LAION-5B links to photos of identifiable Brazilian children

Occurred: June 2024

Dataset LAION-5B was found to contain personal photos and details of identifiable Brazilian children without their knowledge or consent, prompting concerns about privacy and its creator's governance and integrity.

Human Rights Watch (HRW) discovered over 170 photos of children across 10 Brazilian states in the dataset, including names, ages, locations, and other identifying information. Some of the photos dated back to the mid-1990s, while others are as recent as 2023. All images had been posted by families on social media.

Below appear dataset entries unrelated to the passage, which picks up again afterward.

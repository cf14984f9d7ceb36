//! Placeholder discovery with nothing to offer.

use async_trait::async_trait;

use super::{DiscoveryError, RunDiscovery};
use crate::run::RunHandle;
use crate::storage::StorageRef;

/// Provider for registrations that are configured but intentionally inert,
/// e.g. a storage kept in a recipe for output only. `can_provide()` is
/// false and both listings are empty.
pub struct NoopDiscovery {
    storage: StorageRef,
}

impl NoopDiscovery {
    pub const NAME: &'static str = "noop";

    pub fn new(storage: StorageRef) -> Self {
        Self { storage }
    }
}

#[async_trait]
impl RunDiscovery for NoopDiscovery {
    fn name(&self) -> &str {
        Self::NAME
    }

    fn storage(&self) -> &StorageRef {
        &self.storage
    }

    fn can_provide(&self) -> bool {
        false
    }

    async fn list_in_progress(&self) -> Result<Vec<RunHandle>, DiscoveryError> {
        Ok(Vec::new())
    }

    async fn list_completed(&self) -> Result<Vec<RunHandle>, DiscoveryError> {
        Ok(Vec::new())
    }
}
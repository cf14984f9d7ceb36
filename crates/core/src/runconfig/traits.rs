//! The resolver contract.

use async_trait::async_trait;

use super::{ResolverError, RunConfiguration};
use crate::run::RunHandle;

/// Strategy producing the per-run configuration a processor consumes.
///
/// Implementations read external sources (run directory, shared sample
/// sheet folder); the returned map is opaque to the core.
#[async_trait]
pub trait RunConfigResolver: Send + Sync {
    /// Stable resolver name used in configuration and logs.
    fn name(&self) -> &str;

    async fn resolve(&self, run: &RunHandle) -> Result<RunConfiguration, ResolverError>;
}
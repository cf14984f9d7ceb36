//! Types for the cycle orchestrator.

use thiserror::Error;

use crate::lock::LockError;
use crate::recipe::CycleReport;

/// Errors that can occur while driving a cycle.
#[derive(Debug, Error)]
pub enum OrchestratorError {
    /// Execution lock could not be created, checked or removed.
    #[error("execution lock error: {0}")]
    Lock(#[from] LockError),
}

/// What one tick of the poll loop did.
#[derive(Debug)]
pub enum CycleOutcome {
    /// Every recipe ran; reports in recipe order.
    Completed(Vec<CycleReport>),
    /// The execution lock was held by a live process.
    Skipped,
}

impl CycleOutcome {
    pub fn processed(&self) -> usize {
        match self {
            Self::Completed(reports) => reports.iter().map(CycleReport::processed).sum(),
            Self::Skipped => 0,
        }
    }

    pub fn failed(&self) -> usize {
        match self {
            Self::Completed(reports) => reports.iter().map(CycleReport::failed).sum(),
            Self::Skipped => 0,
        }
    }

    pub fn was_skipped(&self) -> bool {
        matches!(self, Self::Skipped)
    }
}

In one instance, details revealed a 2-year-old girl and newborn sister, with their names and the hospital where the baby was born.

Human Rights Watch said it only reviewed 0.0001 percent of the 5.85 billion images on LAION-5B, suggesting many more such images could be present. The images violate children's privacy and enable malicious actors to create explicit deepfakes exploiting them, HRW said.

LAION, the non-profit organisation behind the dataset, temporarily removed the offending images and said it would implement filters. LAION-5B was used to train Stable Diffusion, among other models.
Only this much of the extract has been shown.